John Beaufort, 1st Duke of Somerset, 3rd Earl of Somerset (25 March 1404 – 27 May 1444) was an English nobleman and military commander during the Hundred Years' War. He was a paternal first cousin of King Henry V and the maternal grandfather of Henry VII.

==Origins==

Arms of Beaufort, Earls and Dukes of Somerset: Royal arms of England differenced by a bordure compony argent and azure

Born on 25 March 1404, he was the second son of John Beaufort, 1st Earl of Somerset, the eldest of the four legitimised children of John of Gaunt, 1st Duke of Lancaster, by his mistress Katherine Swynford. John of Gaunt was the third surviving son of King Edward III. His mother was Margaret Holland, a daughter of Thomas Holland, 2nd Earl of Kent, the son of Joan "the Fair Maid of Kent", a granddaughter of King Edward I and wife of Edward the Black Prince (eldest brother of John of Gaunt) and mother of King Richard II.

==Career==
In 1418 he became 3rd Earl of Somerset, having succeeded his elder brother Henry Beaufort, 2nd Earl of Somerset (1401–1418), who died unmarried, aged 17, whilst fighting for the Lancastrian cause at the Siege of Rouen in France, under the command of their uncle Thomas Beaufort, Duke of Exeter (1377–1426).

===French campaign and imprisonment===
He fought in the 1419 French campaigns of his cousin King Henry V. In 1421 he accompanied his step-father Thomas of Lancaster, Duke of Clarence (the king's younger brother) on a campaign in Anjou, France. Thomas was killed at the Battle of Baugé (22 March 1421), while Somerset and his younger brother were captured and imprisoned for 17 years. On 25 March 1425 he came into his majority, but his paternal estates had to be managed by his mother for the next thirteen years of his imprisonment. He remained imprisoned until 1438 and having been ransomed, became one of the leading English commanders in France.

He was appointed Admiral of the Sea to the army commander John Talbot, 1st Earl of Shrewsbury, who from August 1440 besieged Harfleur, which had been in French hands for five months. King Charles VII of France sent a large army under Richemont to break the siege.

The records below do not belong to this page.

//! Fuzzmill CLI entrypoint.

use anyhow::Context as _;
use clap::Parser;
use tracing_subscriber::filter::LevelFilter;
use tracing_subscriber::layer::SubscriberExt as _;
use tracing_subscriber::util::SubscriberInitExt as _;
use tracing_subscriber::{EnvFilter, Layer as _};

use std::path::PathBuf;
use std::process::ExitCode;
use std::sync::Arc;

use fuzzmill::{filter_covered_seeds, load_seeds, RunMode, Session, DEBUG_LOG};

#[derive(Debug, Parser)]
#[command(name = "fuzzmill")]
#[command(about = "mutation fuzzing orchestrator for external interpreters")]
struct Cli {
    /// Config file to use. Required when starting a new session, ignored
    /// when resuming.
    #[arg(long)]
    config: Option<PathBuf>,

    /// Directory that stores this session. If it already exists the session
    /// found there is resumed, which only makes sense when the run mode
    /// covers all seed cases once.
    #[arg(long)]
    dir: PathBuf,
}

fn main() -> ExitCode {
    let cli = Cli::parse();
    match run(&cli) {
        Ok(()) => ExitCode::SUCCESS,
        Err(err) => {
            eprintln!("{err:#}");
            ExitCode::from(1)
        }
    }
}

fn run(cli: &Cli) -> anyhow::Result<()> {
    let (mut session, seeds) = if cli.dir.exists() {
        let session = Session::resume(&cli.dir).with_context(|| {
            format!(
                "failed to load session from directory {}",
                cli.dir.display()
            )
        })?;

        if session.config.run_mode()? != RunMode::CoverAllOnce {
            anyhow::bail!(
                "the session directory {} already exists, but the run mode is not \
                 cover_all_once; resuming only makes sense when covering all seed files once, \
                 otherwise start a new session with a different seed",
                cli.dir.display()
            );
        }

        init_tracing(&session).context("failed to initialise logging")?;
        let seeds = load_seeds(&session.config).context("error loading seed tests")?;
        let seeds = filter_covered_seeds(&session, seeds);
        (session, seeds)
    } else {
        let config_path = cli
            .config
            .as_deref()
            .context("a config file must be specified to start a new session")?;
        let session = Session::create(&cli.dir, config_path)
            .with_context(|| format!("failed to initialise session at {}", cli.dir.display()))?;

        init_tracing(&session).context("failed to initialise logging")?;
        let seeds = load_seeds(&session.config).context("error loading seed tests")?;
        (session, seeds)
    };

    tracing::info!("{} seed tests found", seeds.len());

    fuzzmill::run(&mut session, seeds)?;
    Ok(())
}

fn init_tracing(session: &Session) -> anyhow::Result<()> {
    if session.config.general.enable_debug_log {
        let debug_file = std::fs::File::create(session.session_dir.join(DEBUG_LOG))?;
        tracing_subscriber::registry()
            .with(
                tracing_subscriber::fmt::layer()
                    .with_target(false)
                    .with_writer(std::io::stderr)
                    .with_filter(LevelFilter::INFO),
            )
            .with(
                tracing_subscriber::fmt::layer()
                    .with_target(false)
                    .with_ansi(false)
                    .with_writer(Arc::new(debug_file))
                    .with_filter(LevelFilter::DEBUG),
            )
            .init();
    } else {
        let filter = EnvFilter::try_from_default_env().unwrap_or_else(|_| EnvFilter::new("info"));
        tracing_subscriber::fmt()
            .with_env_filter(filter)
            .with_target(false)
            .init();
    }

    Ok(())
}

The English dug a double ditch rampart with only 1,000 men, while Somerset's squadron prevented a French landing by sea, using archers to pick off the enemy at short range. Having been thus frustrated, the French withdrew to Paris and the siege was lifted. The town surrendered to the English and was reoccupied.

The Duke of York was incensed that Somerset’s uncle Cardinal Henry Beaufort had advised the king to sue for peace. Somerset also advised King Henry that peace was humanitarian and that the king of France was determined to seize Pontoise. By the time York arrived at the Normandy campaign in 1441, Somerset had resigned. The fall of Pontoise to Charles, Duke of Orléans in September 1441 weakened English garrisons, and in Gascony the situation was even worse. The Beauforts sent Sir Edward Hull, who arrived at Bordeaux on 22 October 1442, to inform York that a huge army would arrive, commanded by Somerset. York was ordered to fortify Rouen. Just as the king and Dauphin of France were threatening Bordeaux and Aquitaine and seized the town of Dax, Somerset dithered. York was held back as Guyenne was being lost.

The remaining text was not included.